B. Glasses! Desperately needed for vision!

C. Lips coated with a fresh tube of Burt’s Bees original chapstick – which not only provides a subtle layer of moisture, but also a light tingling sensation!

D. Jewelry? None for me, thanks!

E. Who needs multiple flannels in your wardrobe rotation when you can have just one?!

F. This white shirt is great because it looks good under any cardigan, flannel, or light jacket – or just by itself on a sunny spring or summer day!

G. These high-waisted black pants from the Gap are so dang practical!

H. Sensible slip-on Toms – gray in color so they go with simply everything!

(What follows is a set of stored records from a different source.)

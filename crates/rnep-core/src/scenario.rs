//! Scenario builder: attach ETAs and speeds to a flight path.
//!
//! Speed assignment is a pluggable strategy (`SpeedPolicy`) so the builder
//! can be exercised independently of aircraft-specific performance curves.

use crate::error::{Result, ScenarioError};
use crate::models::{
    Aircraft, FlightPath, FlightScenario, ScenarioRequest, ScenarioStatus, Waypoint,
    WaypointWithEta,
};
use crate::rules::PipelineRules;
use chrono::{DateTime, Duration, TimeZone, Utc};
use serde::{Deserialize, Serialize};
use std::fmt;
use uuid::Uuid;

const MICROS_PER_HOUR: f64 = 3_600_000_000.0;

/// Flight phase of a leg, inferred from its altitude change.
#[derive(Debug, Clone, Copy, PartialEq, Eq, Serialize, Deserialize)]
#[serde(rename_all = "lowercase")]
pub enum FlightPhase {
    Climb,
    Cruise,
    Descent,
}

impl FlightPhase {
    /// Classify a leg; changes within `level_tolerance_m` count as level.
    pub fn classify(altitude_delta_m: f64, level_tolerance_m: f64) -> Self {
        if altitude_delta_m.abs() <= level_tolerance_m {
            FlightPhase::Cruise
        } else if altitude_delta_m > 0.0 {
            FlightPhase::Climb
        } else {
            FlightPhase::Descent
        }
    }

    pub fn as_str(&self) -> &'static str {
        match self {
            FlightPhase::Climb => "climb",
            FlightPhase::Cruise => "cruise",
            FlightPhase::Descent => "descent",
        }
    }
}

impl fmt::Display for FlightPhase {
    fn fmt(&self, f: &mut fmt::Formatter<'_>) -> fmt::Result {
        f.write_str(self.as_str())
    }
}

/// One leg of the path, ending at waypoint `index`.
#[derive(Debug, Clone, Copy, PartialEq)]
pub struct Leg {
    pub index: usize,
    pub phase: FlightPhase,
    /// Altitude change from the previous waypoint in meters
    pub altitude_delta_m: f64,
    /// Horizontal distance from the previous waypoint in kilometers
    pub distance_km: f64,
}

/// Strategy that assigns a horizontal speed (km/h) to a leg.
pub trait SpeedPolicy: Send + Sync {
    fn speed_kmh(&self, aircraft: &Aircraft, leg: &Leg) -> f64;
}

/// Plain functions `(aircraft, altitude delta m, distance km) -> km/h`.
impl<F> SpeedPolicy for F
where
    F: Fn(&Aircraft, f64, f64) -> f64 + Send + Sync,
{
    fn speed_kmh(&self, aircraft: &Aircraft, leg: &Leg) -> f64 {
        self(aircraft, leg.altitude_delta_m, leg.distance_km)
    }
}

/// Default performance-based policy.
///
/// Level legs fly at cruise speed. Climbing and descending legs fly at the
/// fastest horizontal speed, up to cruise, that still lets the altitude
/// change complete within the leg at the aircraft's climb or descent rate.
/// The result never exceeds the maximum speed.
#[derive(Debug, Clone, Copy, Default)]
pub struct PhaseSpeedPolicy;

impl SpeedPolicy for PhaseSpeedPolicy {
    fn speed_kmh(&self, aircraft: &Aircraft, leg: &Leg) -> f64 {
        let speed = match leg.phase {
            FlightPhase::Cruise => aircraft.cruise_speed,
            FlightPhase::Climb => rate_limited_speed(aircraft.cruise_speed, leg, aircraft.climb_rate),
            FlightPhase::Descent => {
                rate_limited_speed(aircraft.cruise_speed, leg, aircraft.descent_rate)
            }
        };
        speed.min(aircraft.max_speed).max(0.0)
    }
}

fn rate_limited_speed(cruise_kmh: f64, leg: &Leg, rate_m_per_min: f64) -> f64 {
    if rate_m_per_min <= 0.0 {
        return 0.0;
    }
    let vertical_hours = leg.altitude_delta_m.abs() / rate_m_per_min / 60.0;
    if vertical_hours <= 0.0 {
        return cruise_kmh;
    }
    cruise_kmh.min(leg.distance_km / vertical_hours)
}

/// Fixed speed for every leg.
#[derive(Debug, Clone, Copy)]
pub struct ConstantSpeedPolicy(pub f64);

impl SpeedPolicy for ConstantSpeedPolicy {
    fn speed_kmh(&self, _aircraft: &Aircraft, _leg: &Leg) -> f64 {
        self.0
    }
}

/// Attach ETAs and speeds to a waypoint sequence.
///
/// The first waypoint arrives at `departure` with speed 0. Each later
/// waypoint arrives `distance / speed` after its predecessor. A leg whose
/// speed is zero, negative or not finite fails the whole build.
pub fn build_waypoints_with_eta(
    waypoints: &[Waypoint],
    aircraft: &Aircraft,
    departure: DateTime<Utc>,
    policy: &dyn SpeedPolicy,
    rules: &PipelineRules,
) -> Result<Vec<WaypointWithEta>> {
    let Some(first) = waypoints.first() else {
        return Ok(Vec::new());
    };

    let mut annotated = Vec::with_capacity(waypoints.len());
    annotated.push(WaypointWithEta {
        waypoint: first.clone(),
        estimated_arrival_time: departure,
        speed: 0.0,
    });

    let mut eta = departure;
    for (index, pair) in waypoints.windows(2).enumerate() {
        let (prev, current) = (&pair[0], &pair[1]);
        let altitude_delta_m = current.position.alt - prev.position.alt;
        let leg = Leg {
            index: index + 1,
            phase: FlightPhase::classify(altitude_delta_m, rules.level_tolerance_m),
            altitude_delta_m,
            distance_km: current.distance_from_previous,
        };

        let speed = policy.speed_kmh(aircraft, &leg);
        let zero_speed = || ScenarioError::ZeroSpeedSegment {
            index: leg.index,
            speed_kmh: speed,
        };
        if !(speed.is_finite() && speed > 0.0) {
            return Err(zero_speed());
        }

        let hours = leg.distance_km / speed;
        let elapsed = Duration::microseconds((hours * MICROS_PER_HOUR).round() as i64);
        // An absurdly slow leg overflows the calendar; treat it as stalled.
        eta = eta.checked_add_signed(elapsed).ok_or_else(zero_speed)?;

        tracing::debug!(
            waypoint = %current.id,
            phase = %leg.phase,
            distance_km = leg.distance_km,
            speed_kmh = speed,
            eta = %eta,
            "Leg timed"
        );

        annotated.push(WaypointWithEta {
            waypoint: current.clone(),
            estimated_arrival_time: eta,
            speed,
        });
    }

    Ok(annotated)
}

/// Builds draft scenarios from a request, a path and an aircraft.
pub struct ScenarioBuilder {
    policy: Box<dyn SpeedPolicy>,
    rules: PipelineRules,
}

impl Default for ScenarioBuilder {
    fn default() -> Self {
        Self::new(PhaseSpeedPolicy)
    }
}

impl ScenarioBuilder {
    pub fn new(policy: impl SpeedPolicy + 'static) -> Self {
        Self {
            policy: Box::new(policy),
            rules: PipelineRules::default(),
        }
    }

    pub fn with_rules(mut self, rules: PipelineRules) -> Self {
        self.rules = rules;
        self
    }

    pub fn rules(&self) -> &PipelineRules {
        &self.rules
    }

    /// Build a draft scenario stamped with the current time.
    pub fn build(
        &self,
        request: &ScenarioRequest,
        path: &FlightPath,
        aircraft: &Aircraft,
    ) -> Result<FlightScenario> {
        self.build_at(request, path, aircraft, Utc::now())
    }

    /// Build a draft scenario stamped with `now`.
    ///
    /// Either a complete scenario is returned or none is.
    pub fn build_at(
        &self,
        request: &ScenarioRequest,
        path: &FlightPath,
        aircraft: &Aircraft,
        now: DateTime<Utc>,
    ) -> Result<FlightScenario> {
        if request.flight_path_id != path.id {
            return Err(ScenarioError::ScenarioMismatch {
                field: "flight_path_id",
                expected: request.flight_path_id.to_string(),
                actual: path.id.to_string(),
            });
        }
        if request.aircraft_id != aircraft.id {
            return Err(ScenarioError::ScenarioMismatch {
                field: "aircraft_id",
                expected: request.aircraft_id.clone(),
                actual: aircraft.id.clone(),
            });
        }

        let departure =
            Utc.from_utc_datetime(&request.flight_date.and_time(request.departure_time));
        let waypoints_with_eta = build_waypoints_with_eta(
            &path.waypoints,
            aircraft,
            departure,
            self.policy.as_ref(),
            &self.rules,
        )?;

        let scenario = FlightScenario {
            id: Uuid::new_v4(),
            name: request.name.clone(),
            description: request.description.clone(),
            flight_date: request.flight_date,
            departure_time: request.departure_time,
            aircraft_id: aircraft.id.clone(),
            flight_path_id: path.id,
            waypoints_with_eta,
            status: ScenarioStatus::Draft,
            created_at: now,
            updated_at: now,
        };

        tracing::info!(
            scenario_id = %scenario.id,
            name = %scenario.name,
            waypoints = scenario.waypoints_with_eta.len(),
            arrival = ?scenario.arrival_time(),
            "Scenario built"
        );

        Ok(scenario)
    }
}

Trying to get that same classic Rachel Marsh look this Halloween, but with a much sluttier twist? Look no further than…

SEXY RACHEL MARSH

A. Look at this tousled sexy hair. Did she just finish making love? Who knows…! 😉

B. Sexy eye makeup that just screams “don’t you want me.” Is that mascara on those lashes?!

C. “Do these earrings bring out my inner hooker?”

D. Red lipstick that hopefully looks like it belongs somewhere on the collar of a married man’s white button-up

E. Who needs 20/20 vision with a roguish grin like this…

F. A little bit of cleavage because you’re trying to look sexy

G. A little bit of bra because you’re trying to look sexy

H. This white shirt is great because it looks good without any cardigan, flannel, or light jacket – and it can be instantly removed on a sunny spring or summer day!

I. Why would you wear a red flannel over your entire torso when you can just slip it around your hips?

J. These little black shorts are an homage to the Gap pants, but way sluttier

K. These fishnet stockings are an homage to the Gap pants, but way sluttier

L. These black high heels scream “watch me walk” while also making it as uncomfortable as possible to do that exact thing. They are the perfect final touch to help you strut your sexy Rachel Marsh costume in front of everyone.